MONTANA — Four plaintiffs originally filed suit in the Eighth Judicial District of Cascade County Montana alleging exposure to asbestos in Libby, Montana. Defendant BNSF removed the case to federal court on diversity of citizenship grounds, and alleged that BNSF’s managing agent John Swing was fraudulently joined. The court reviewed the Magistrate Judge’s Findings and Recommendations following a November 2017 hearing, and remanded all four cases to state court.

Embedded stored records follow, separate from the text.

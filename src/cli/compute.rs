
use anyhow::{ensure, Context};
use clap::Args;
use log::{info, warn};
use serde::Serialize;
use std::path::PathBuf;

use crate::cli::core::{check_required_filename, AFTER_HELP, FULL_VERSION};
use crate::dar_calculator::{DarConfig, DarConfigBuilder};
use crate::data_types::contrast::Contrast;
use crate::locus_filter::{LocusPredicate, DEFAULT_PREDICATE};

#[derive(Args, Clone, Default, Serialize)]
#[clap(author, about,
    after_help = &**AFTER_HELP
)]
pub struct ComputeSettings {
    #[clap(default_value = "")]
    #[clap(hide = true)]
    dar_version: String,

    /// Input multi-sample variant call file (VCF/BCF)
    #[clap(required = true)]
    #[clap(short = 'i')]
    #[clap(long = "vcf")]
    #[clap(value_name = "VCF")]
    #[clap(help_heading = Some("Input/Output"))]
    pub vcf_filename: PathBuf,

    /// Sample to group assignments (TSV: sample, group)
    #[clap(required = true)]
    #[clap(short = 'g')]
    #[clap(long = "groups")]
    #[clap(value_name = "TSV")]
    #[clap(help_heading = Some("Input/Output"))]
    pub groups_filename: PathBuf,

    /// Output folder for the DAR tables
    #[clap(required = true)]
    #[clap(short = 'o')]
    #[clap(long = "output-dir")]
    #[clap(value_name = "DIR")]
    #[clap(help_heading = Some("Input/Output"))]
    pub output_folder: PathBuf,

    /// Optional output debug folder
    #[clap(long = "output-debug")]
    #[clap(value_name = "DIR")]
    #[clap(help_heading = Some("Input/Output"))]
    pub debug_folder: Option<PathBuf>,

    /// Group contrast, e.g. "case-control" or "name=a - 0.5*b - 0.5*c"; repeatable [default: all pairwise]
    #[clap(short = 'c')]
    #[clap(long = "contrast")]
    #[clap(value_name = "CONTRAST")]
    #[clap(help_heading = Some("DAR parameters"))]
    pub contrasts: Vec<String>,

    /// Locus filter applied to each group independently, over n_called, n_missing, n_0..n_3
    #[clap(long = "filter")]
    #[clap(value_name = "EXPR")]
    #[clap(help_heading = Some("DAR parameters"))]
    #[clap(default_value = DEFAULT_PREDICATE)]
    pub filter: String,

    /// Smoothing window span in basepairs, takes precedence over --region-loci
    #[clap(long = "region-fixed")]
    #[clap(value_name = "BP")]
    #[clap(help_heading = Some("Smoothing"))]
    pub region_fixed: Option<u64>,

    /// Smoothing window as an odd number of loci centered on each locus
    #[clap(long = "region-loci")]
    #[clap(value_name = "LOCI")]
    #[clap(help_heading = Some("Smoothing"))]
    pub region_loci: Option<usize>,

    /// Requires smoothing; fails if no window was provided
    #[clap(long = "smooth")]
    #[clap(help_heading = Some("Smoothing"))]
    pub smooth: bool,

    /// Also writes the scores as smoothing windows (dar_region.tsv)
    #[clap(long = "flip-ranges")]
    #[clap(help_heading = Some("Smoothing"))]
    pub flip_ranges: bool,

    /// Stretches the outer windows of each chromosome to its edges when flipping
    #[clap(long = "extend-edges")]
    #[clap(help_heading = Some("Smoothing"))]
    pub extend_edges: bool,

    /// Number of threads to use
    #[clap(long = "threads")]
    #[clap(value_name = "THREADS")]
    #[clap(default_value = "1")]
    pub threads: usize,

    /// Enable verbose output.
    #[clap(short = 'v')]
    #[clap(long = "verbose")]
    #[clap(action = clap::ArgAction::Count)]
    pub verbosity: u8
}

impl ComputeSettings {
    /// Builds the library configuration for the DAR calculator
    pub fn dar_config(&self) -> anyhow::Result<DarConfig> {
        let config = DarConfigBuilder::default()
            .region_fixed(self.region_fixed)
            .region_loci(self.region_loci)
            .smooth(self.smooth)
            .build()?;
        Ok(config)
    }

    /// Parses the filter expression
    pub fn predicate(&self) -> anyhow::Result<LocusPredicate> {
        let predicate = self.filter.parse::<LocusPredicate>()
            .with_context(|| format!("Error while parsing --filter {:?}:", self.filter))?;
        Ok(predicate)
    }

    /// Parses the provided contrasts; an empty list means all pairwise contrasts of `group_names`
    /// # Arguments
    /// * `group_names` - the groups in file order
    pub fn parse_contrasts(&self, group_names: &[String]) -> anyhow::Result<Vec<Contrast>> {
        if self.contrasts.is_empty() {
            let contrasts = Contrast::all_pairwise(group_names)?;
            ensure!(!contrasts.is_empty(), "At least two groups are required to build a contrast");
            return Ok(contrasts);
        }
        self.contrasts.iter()
            .map(|c| c.parse::<Contrast>().with_context(|| format!("Error while parsing --contrast {c:?}:")))
            .collect()
    }
}

pub fn check_compute_settings(mut settings: ComputeSettings) -> anyhow::Result<ComputeSettings> {
    // hard code the version in
    settings.dar_version = FULL_VERSION.clone();
    info!("DAR version: {:?}", &settings.dar_version);
    info!("Sub-command: compute");
    info!("Inputs:");

    // check for all the required input files
    check_required_filename(&settings.vcf_filename, "Input VCF")?;
    check_required_filename(&settings.groups_filename, "Groups file")?;
    info!("\tVCF: {:?}", &settings.vcf_filename);
    info!("\tGroups: {:?}", &settings.groups_filename);

    // outputs
    info!("Outputs:");
    info!("\tOutput folder: {:?}", &settings.output_folder);
    if let Some(debug_folder) = settings.debug_folder.as_ref() {
        info!("\tDebug folder: {debug_folder:?}");
    }

    info!("DAR parameters:");
    settings.predicate()?;
    info!("\tLocus filter: {:?}", &settings.filter);
    if settings.contrasts.is_empty() {
        info!("\tContrasts: all pairwise");
    } else {
        // only syntax here, group names are checked once the groups are loaded
        for contrast in settings.contrasts.iter() {
            let parsed = contrast.parse::<Contrast>()
                .with_context(|| format!("Error while parsing --contrast {contrast:?}:"))?;
            info!("\tContrast: {} = {:?}", parsed.name(), parsed.coefficients());
        }
    }

    info!("Smoothing:");
    let window = settings.dar_config()?.smoothing_window()?;
    match window {
        Some(w) => info!("\tWindow: {w:?}"),
        None => info!("\tWindow: None")
    };
    if settings.flip_ranges {
        ensure!(window.is_some(), "--flip-ranges requires --region-fixed or --region-loci");
    }
    if settings.extend_edges && !settings.flip_ranges {
        warn!("--extend-edges has no effect without --flip-ranges");
    }
    info!("\tFlip ranges: {}", if settings.flip_ranges { "ENABLED" } else { "DISABLED" });
    info!("\tExtend edges: {}", if settings.extend_edges { "ENABLED" } else { "DISABLED" });

    if settings.threads == 0 {
        settings.threads = 1;
    }
    info!("Processing threads: {}", settings.threads);

    Ok(settings)
}

#[cfg(test)]
mod tests {
    use super::*;

    fn settings() -> ComputeSettings {
        ComputeSettings {
            vcf_filename: PathBuf::from("test_data/small_cohort/cohort.vcf"),
            groups_filename: PathBuf::from("test_data/small_cohort/groups.tsv"),
            output_folder: PathBuf::from("unused"),
            filter: DEFAULT_PREDICATE.to_string(),
            ..Default::default()
        }
    }

    #[test]
    fn test_check_settings() {
        let mut s = settings();
        s.region_loci = Some(3);
        s.flip_ranges = true;
        let checked = check_compute_settings(s).unwrap();
        assert_eq!(checked.threads, 1);
        assert_eq!(checked.dar_version, *FULL_VERSION);
    }

    #[test]
    fn test_bad_settings() {
        let mut s = settings();
        s.flip_ranges = true;
        assert!(check_compute_settings(s).is_err());

        let mut s = settings();
        s.region_loci = Some(4);
        assert!(check_compute_settings(s).is_err());

        let mut s = settings();
        s.filter = "n_5 > 1".to_string();
        assert!(check_compute_settings(s).is_err());

        let mut s = settings();
        s.vcf_filename = PathBuf::from("test_data/missing.vcf");
        assert!(check_compute_settings(s).is_err());
    }

    #[test]
    fn test_default_contrasts() {
        let groups = vec!["control".to_string(), "case".to_string()];
        let contrasts = settings().parse_contrasts(&groups).unwrap();
        assert_eq!(contrasts.len(), 1);
        assert_eq!(contrasts[0].name(), "control-case");

        assert!(settings().parse_contrasts(&groups[..1]).is_err());

        let mut s = settings();
        s.contrasts = vec!["case-control".to_string()];
        assert_eq!(s.parse_contrasts(&groups).unwrap()[0].name(), "case-control");
    }
}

Each of the four plaintiffs named 80-year-old Montana resident John Swing in their complaints, and gave a two sentence description of his role with BNSF. Swing allegedly acted as a supervisory agent for BNSF in Libby Montana from 1973 to 1984, with safety concerns falling in his purview. The allegations of the complaints were the same as to Swing and BNSF: that they failed to inquire, study and evaluate the dust hazard to human health, that they failed to take measures to prevent toxic dust from collecting upon and escaping BNSF’s property, and that they negligently failed to warn the plaintiffs of the true nature of the hazardous effects of the dust.
The Magistrate Judge found that Montana law allowed employees to be named as individuals when allegations existed against them personally, and that courts within the district have “deemed it sufficient to hold the agent personally liable if the agent either ignored warnings, or participated in the principal’s tortious conduct.” The defendants argued that. Swing owed no duty to the plaintiffs, and that any alleged negligence committed by Swing occurred within the course and scope of his employment. The reviewing court determined that the plaintiffs’ complaints sufficiently alleged claims for relief against Swing, stating that “(t)he Court must look at whether the plaintiff truly possesses a cause of action against the alleged fraudulent defendant, as opposed to evaluating whether the alleged fraudulent defendant could propound a defense to an otherwise valid cause of action.” The reviewing court adopted the Findings and Recommendations of the Magistrate Judge in full and remanded all four cases, but denied a request for attorneys’ fees by determining that the removal was objectively reasonable.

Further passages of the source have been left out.